Naturalistic study

This page describes the sampling, processing, and data management procedures for the SEEDLingS and Overheard Speech (OvS) projects, covering both Study A (6–17 mo.) and Study B (follow-up at 54 mo.)

Introduction

The naturalistic study of overheard speech consist of two goals:

1) To characterize the speech children hear and overhear in their daily lives.

2) To test the relationship between children's speech input and their language development.

There are two projects within this study. Study A addresses on Goal 1 while Study B addresses Goal 2. For more information, read Objective 1 in the Project Descriptionarrow-up-right.

Sampling approach

Early Infancy Files (Study A)

The naturalistic overheard speech studies used longitudinal data from SEEDLinGS corpus. This corpus consist of monthly daylong recordings (16 hrs each) of 44 infants in their homes, collected from age 6 to 17 months.

From the 44 infants, we selected 19 infants who had at least one sibling in their household. This increased the likelihood of sampling speech to both the target child and other other children in the household.

To sample the age distribution of SEEDLinGS as uniformly as possible, we selected three recordings per child, corresponding to the following age windows: 6-9 months, 10-13 months, and 14-17 months. To see which age recordings were selected for each SEEDLingS child, refer the 'table_sampling_approach' tab in coding_orders.xlsx.arrow-up-right

Some infants had fully transcribed and annotated recordings from previous lab studies.
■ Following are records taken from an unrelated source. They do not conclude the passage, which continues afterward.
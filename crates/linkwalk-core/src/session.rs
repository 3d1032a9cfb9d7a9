//! Per-execution state and the stop signal.

use std::sync::Arc;

use linkwalk_sparql::BgpQuery;
use tokio::sync::watch;

use crate::frontier::{FrontierPolicy, FrontierQueue};
use crate::registry::PatternRegistry;
use crate::results::ResultCollector;
use crate::task::TaskTree;
use crate::visited::VisitedIndex;

/// All mutable state of one top-level query execution.
///
/// Created when a query starts, dropped when it stops, fails or restarts;
/// nothing survives from one execution to the next.
#[derive(Debug)]
pub struct ExecutionSession {
    pub generation: u64,
    pub visited: VisitedIndex,
    pub frontier: FrontierQueue,
    pub tasks: TaskTree,
    pub results: ResultCollector,
    stopped: bool,
}

impl ExecutionSession {
    pub fn new(original: &BgpQuery, policy: FrontierPolicy, generation: u64) -> Self {
        let registry = Arc::new(PatternRegistry::from_original(original));
        Self {
            generation,
            visited: VisitedIndex::new(registry),
            frontier: FrontierQueue::new(policy),
            tasks: TaskTree::new(),
            results: ResultCollector::new(),
            stopped: false,
        }
    }

    pub fn registry(&self) -> &PatternRegistry {
        self.visited.registry()
    }

    /// Drop pending work and visited state; collected results are kept.
    pub fn clear(&mut self) {
        self.frontier.clear();
        self.visited.clear();
    }

    pub fn is_stopped(&self) -> bool {
        self.stopped
    }

    /// Clear the session the first time it is stopped. Returns false if it
    /// had already been stopped.
    pub(crate) fn mark_stopped(&mut self) -> bool {
        if self.stopped {
            return false;
        }
        self.clear();
        self.stopped = true;
        true
    }
}

/// Cloneable handle that stops the current execution from anywhere.
///
/// Stopping bumps the execution generation; the driver notices, abandons
/// the in-flight request and discards whatever it would have produced.
#[derive(Debug, Clone)]
pub struct StopHandle {
    generation: Arc<watch::Sender<u64>>,
}

impl StopHandle {
    pub(crate) fn new(generation: Arc<watch::Sender<u64>>) -> Self {
        Self { generation }
    }

    pub fn stop(&self) {
        self.generation.send_modify(|g| *g += 1);
    }

    pub fn generation(&self) -> u64 {
        *self.generation.borrow()
    }
}

/// Resolves once the generation moves past `generation`.
pub(crate) async fn superseded(rx: &mut watch::Receiver<u64>, generation: u64) {
    loop {
        if *rx.borrow_and_update() != generation {
            return;
        }
        if rx.changed().await.is_err() {
            std::future::pending::<()>().await;
        }
    }
}

#[cfg(test)]
mod tests {
    use super::*;
    use crate::results::Solution;
    use crate::signal::ControlSignal;
    use linkwalk_sparql::parse_query;
    use std::time::Duration;

    #[test]
    fn fresh_session_registers_patterns() {
        let q = parse_query("SELECT * WHERE { ?s <p> ?o . ?o <q> ?z }").expect("parse");
        let mut session = ExecutionSession::new(&q, FrontierPolicy::BreadthFirst, 0);
        assert_eq!(session.registry().len(), 2);

        session
            .visited
            .mark_as_visited(&ControlSignal::new("a", "q"))
            .expect("mark");
        let root = session.tasks.root("SELECT * WHERE { ?s <p> ?o }".into());
        session.frontier.push(root);
        session.clear();
        assert!(session.visited.is_empty());
        assert!(session.frontier.is_empty());
        assert!(!session.is_stopped());
    }

    #[test]
    fn stopping_is_reported_once() {
        let q = parse_query("SELECT * WHERE { ?s <p> ?o }").expect("parse");
        let mut session = ExecutionSession::new(&q, FrontierPolicy::DepthFirst, 3);
        session.results.extend(vec![Solution::new()]);

        assert!(session.mark_stopped());
        assert!(session.is_stopped());
        assert!(!session.mark_stopped());
        assert_eq!(session.results.len(), 1);
    }

    #[tokio::test]
    async fn stop_wakes_waiter() {
        let (tx, mut rx) = watch::channel(0u64);
        let handle = StopHandle::new(Arc::new(tx));

        let waiter = tokio::spawn(async move {
            superseded(&mut rx, 0).await;
        });
        tokio::time::sleep(Duration::from_millis(10)).await;
        handle.stop();
        tokio::time::timeout(Duration::from_secs(1), waiter)
            .await
            .expect("woken")
            .expect("joined");
        assert_eq!(handle.generation(), 1);
    }
}
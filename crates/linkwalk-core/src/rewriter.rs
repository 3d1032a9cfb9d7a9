//! Continuation-query rewriting.
//!
//! Given the query that produced a control signal, build the next query:
//!
//! 1. prefixes and projection are copied unchanged;
//! 2. every context binding becomes a `BIND(<value> AS ?var)` and marks
//!    `?var` as bound;
//! 3. the first triple whose predicate signature equals the signal's is
//!    advanced: its subject (forward) or object (backward) becomes the
//!    resolved node;
//! 4. any other triple whose subject and object are both bound (constants,
//!    or variables bound by the context) is dropped; the rest are kept.
//!
//! Exactly one triple is advanced per step, so a continuation never has
//! more triples than its parent.

use std::collections::HashSet;

use linkwalk_sparql::{parse_query, BgpQuery, Binding, Term, TriplePattern};

use crate::error::TraversalError;
use crate::signal::ControlSignal;

pub fn expand(prior: &BgpQuery, signal: &ControlSignal) -> Result<BgpQuery, TraversalError> {
    let mut bindings = Vec::with_capacity(signal.context.len());
    let mut bounded: HashSet<&str> = HashSet::with_capacity(signal.context.len());
    for (variable, value) in &signal.context {
        bindings.push(Binding::new(variable, value.clone()));
        bounded.insert(variable.as_str());
    }

    let mut triples = Vec::with_capacity(prior.triples.len());
    let mut pattern_found = false;
    for triple in &prior.triples {
        if !pattern_found && matches_signal(triple, signal) {
            pattern_found = true;
            triples.push(advance(triple, signal));
        } else if !is_fully_bounded(triple, &bounded) {
            triples.push(triple.clone());
        }
    }

    if !pattern_found {
        return Err(TraversalError::PatternNotFound {
            signature: signal.path_signature.clone(),
        });
    }

    Ok(BgpQuery {
        prefixes: prior.prefixes.clone(),
        select_vars: prior.select_vars.clone(),
        bindings,
        triples,
    })
}

/// Text-to-text variant: parse, expand, render.
pub fn expand_query_text(prior: &str, signal: &ControlSignal) -> Result<String, TraversalError> {
    let prior = parse_query(prior)?;
    Ok(expand(&prior, signal)?.to_sparql())
}

fn matches_signal(triple: &TriplePattern, signal: &ControlSignal) -> bool {
    triple
        .predicate
        .signature()
        .is_some_and(|sig| sig == signal.path_signature)
}

fn advance(triple: &TriplePattern, signal: &ControlSignal) -> TriplePattern {
    let node = Term::iri(signal.node.clone());
    if signal.forward {
        TriplePattern {
            subject: node,
            predicate: triple.predicate.clone(),
            object: triple.object.clone(),
        }
    } else {
        TriplePattern {
            subject: triple.subject.clone(),
            predicate: triple.predicate.clone(),
            object: node,
        }
    }
}

fn is_fully_bounded(triple: &TriplePattern, bounded: &HashSet<&str>) -> bool {
    let is_bound = |term: &Term| match term.as_variable() {
        Some(name) => bounded.contains(name),
        None => true,
    };
    is_bound(&triple.subject) && is_bound(&triple.object)
}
To reduce annotation time, we incorporate these existing files when possible. For these files (all files in the overheard speech project), we added additional tiers as needed (e.g., the cds tier, which specifies which child was being addressed when the xds tier indicates child-directed speech (C).

To see which files already existed, refer to the 'coding_order' tab in coding_order.xlsxarrow-up-right.

circle-exclamation

Follow-Up/SF5 Files (Study B)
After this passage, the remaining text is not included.